Having entered higher education at the age of 57, I’ve interacted with three universities over the intervening two years, moving steadily down the food chain.
In my former life, I was a CEO and then chair, but I was done with the isolation of the non-executive life. I come from a family of educators, and I believe teaching to be good work.
I have enjoyed encountering knowledgeable and committed academics, as well as wonderful admin, IT, library and catering staff. At their best, universities are communities of meaning and purpose, and it is a privilege to be part of them.
But I bombed in my first role as a programme director in a small, specialist university. I found the process for academic improvement labyrinthine and a sense of collaboration hard to cultivate. You are there to put together a coherent programme, but the forces tend towards fragmented, poorly marketed offerings that are difficult for students to navigate via separate, inconsistent systems for admissions, payment and academic support. In the end, I couldn’t defend the programme, even though I did get it externally validated.

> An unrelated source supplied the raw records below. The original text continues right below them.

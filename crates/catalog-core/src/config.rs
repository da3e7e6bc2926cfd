use crate::app_config::{AppConfig, Environment};
use crate::ConfigError;

/// Upper bound for `CATALOG_TOKEN_TTL_MINUTES`: 30 days.
const MAX_TOKEN_TTL_MINUTES: i64 = 30 * 24 * 60;

/// Load application configuration from environment variables.
///
/// Calls `dotenvy::dotenv().ok()` to load `.env` files before reading env vars.
///
/// # Errors
///
/// Returns `ConfigError` if required env vars are missing or values are invalid.
pub fn load_app_config() -> Result<AppConfig, ConfigError> {
    dotenvy::dotenv().ok();
    load_app_config_from_env()
}

/// Load application configuration from environment variables already in the process.
///
/// Unlike [`load_app_config`], this does NOT load `.env` files.
///
/// # Errors
///
/// Returns `ConfigError` if required env vars are missing or values are invalid.
pub fn load_app_config_from_env() -> Result<AppConfig, ConfigError> {
    build_app_config(|key| std::env::var(key))
}

/// Build application configuration using the provided env-var lookup function.
///
/// Decoupled from the process environment so tests can drive it with a
/// plain `HashMap`.
fn build_app_config<F>(lookup: F) -> Result<AppConfig, ConfigError>
where
    F: Fn(&str) -> Result<String, std::env::VarError>,
{
    use std::net::SocketAddr;
    use std::path::PathBuf;

    let require = |var: &str| -> Result<String, ConfigError> {
        lookup(var).map_err(|_| ConfigError::MissingEnvVar(var.to_string()))
    };

    let optional = |var: &str| -> Option<String> {
        lookup(var)
            .ok()
            .map(|v| v.trim().to_string())
            .filter(|v| !v.is_empty())
    };

    let or_default = |var: &str, default: &str| -> String {
        lookup(var).unwrap_or_else(|_| default.to_string())
    };

    let invalid = |var: &str, reason: String| ConfigError::InvalidEnvVar {
        var: var.to_string(),
        reason,
    };

    let parse_addr = |var: &str, default: &str| -> Result<SocketAddr, ConfigError> {
        or_default(var, default)
            .parse::<SocketAddr>()
            .map_err(|e| invalid(var, e.to_string()))
    };

    let parse_u32 = |var: &str, default: &str| -> Result<u32, ConfigError> {
        or_default(var, default)
            .parse::<u32>()
            .map_err(|e| invalid(var, e.to_string()))
    };

    let parse_u64 = |var: &str, default: &str| -> Result<u64, ConfigError> {
        or_default(var, default)
            .parse::<u64>()
            .map_err(|e| invalid(var, e.to_string()))
    };

    let parse_usize = |var: &str, default: &str| -> Result<usize, ConfigError> {
        or_default(var, default)
            .parse::<usize>()
            .map_err(|e| invalid(var, e.to_string()))
    };

    let database_url = require("DATABASE_URL")?;
    let env = parse_environment(&or_default("CATALOG_ENV", "development"))?;

    let bind_addr = parse_addr("CATALOG_BIND_ADDR", "0.0.0.0:3000")?;
    let log_level = or_default("CATALOG_LOG_LEVEL", "info");
    let seed_path = PathBuf::from(or_default("CATALOG_SEED_PATH", "./config/catalog.yaml"));

    let db_max_connections = parse_u32("CATALOG_DB_MAX_CONNECTIONS", "10")?;
    let db_min_connections = parse_u32("CATALOG_DB_MIN_CONNECTIONS", "1")?;
    let db_acquire_timeout_secs = parse_u64("CATALOG_DB_ACQUIRE_TIMEOUT_SECS", "10")?;

    let upload_dir = PathBuf::from(or_default("CATALOG_UPLOAD_DIR", "./uploads"));
    let upload_max_bytes = parse_usize("CATALOG_UPLOAD_MAX_BYTES", "5242880")?;
    let public_base_url = or_default("CATALOG_PUBLIC_BASE_URL", "/uploads")
        .trim_end_matches('/')
        .to_string();

    let jwt_secret = optional("CATALOG_JWT_SECRET");
    if let Some(ref secret) = jwt_secret {
        if secret.len() < 32 {
            return Err(invalid(
                "CATALOG_JWT_SECRET",
                "must be at least 32 characters".to_string(),
            ));
        }
    } else if env != Environment::Development {
        return Err(ConfigError::MissingEnvVar("CATALOG_JWT_SECRET".to_string()));
    }

    let token_ttl_minutes = or_default("CATALOG_TOKEN_TTL_MINUTES", "480")
        .parse::<i64>()
        .map_err(|e| invalid("CATALOG_TOKEN_TTL_MINUTES", e.to_string()))?;
    if !(1..=MAX_TOKEN_TTL_MINUTES).contains(&token_ttl_minutes) {
        return Err(invalid(
            "CATALOG_TOKEN_TTL_MINUTES",
            format!("must be between 1 and {MAX_TOKEN_TTL_MINUTES}"),
        ));
    }

    let admin_email = optional("CATALOG_ADMIN_EMAIL");
    let admin_password = optional("CATALOG_ADMIN_PASSWORD");

    Ok(AppConfig {
        database_url,
        env,
        bind_addr,
        log_level,
        seed_path,
        db_max_connections,
        db_min_connections,
        db_acquire_timeout_secs,
        upload_dir,
        upload_max_bytes,
        public_base_url,
        jwt_secret,
        token_ttl_minutes,
        admin_email,
        admin_password,
    })
}

/// Parse a string into an `Environment` variant.
fn parse_environment(s: &str) -> Result<Environment, ConfigError> {
    match s {
        "development" => Ok(Environment::Development),
        "test" => Ok(Environment::Test),
        "production" => Ok(Environment::Production),
        other => Err(ConfigError::InvalidEnvVar {
            var: "CATALOG_ENV".to_string(),
            reason: format!("expected development, test, or production; got '{other}'"),
        }),
    }
}

#[cfg(test)]
#[path = "config_test.rs"]
mod tests;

Friends at other universities told me to “care less” about the “organisational” bits that don’t work. “Just go in and teach,” they said. But I find that hard: it is compromising to instruct business students on the best ways of doing things but not to experience them in situ.
In my lectures, I still refer sometimes to the rather ancient McKinsey’s 7-S framework, which says that seven areas of operation, all conveniently beginning with S, need to align for an organisation to work. One of those is strategy. This is about an analytic narrative, choices, risk management and the evolution of a differentiated but adaptive market position. But when I asked one of “my” vice-chancellors what they wanted from the business school, they said, in effect, “a can-do attitude towards student number expansion”. This is the working out of an aspiration, not a strategy.
A university’s strategy matters because it filters down even to marginal part-timers like me. I am now a visiting lecturer in one specialist and one middle-ranking university, the latter reliant on international and vocational students. I have found ways to get foreign students with barely any spoken English to present in class, first allowing them to work in their own language if they are lucky enough to be in a group. But while chasing overseas numbers may seem the only “strategy” in uncertain recruitment markets, it is a likely cul-de-sac, defined by declining standards and vulnerable to certain political narratives.
Another of McKinsey’s seven S’s is systems. How do universities work their key processes?
I am pretty simplistic here. As a part-time contractor and a customer of the various internal services, I want templates – I’d even accept the term “pack”, but that’s not very HE – named and dated, containing the essentials to work the IT and marking systems. I’d title it “Good looks like this. Please do it.” Great videos and guidance documents are buried in the websites, but I have little time to find them. All staff would benefit from making discovery easier.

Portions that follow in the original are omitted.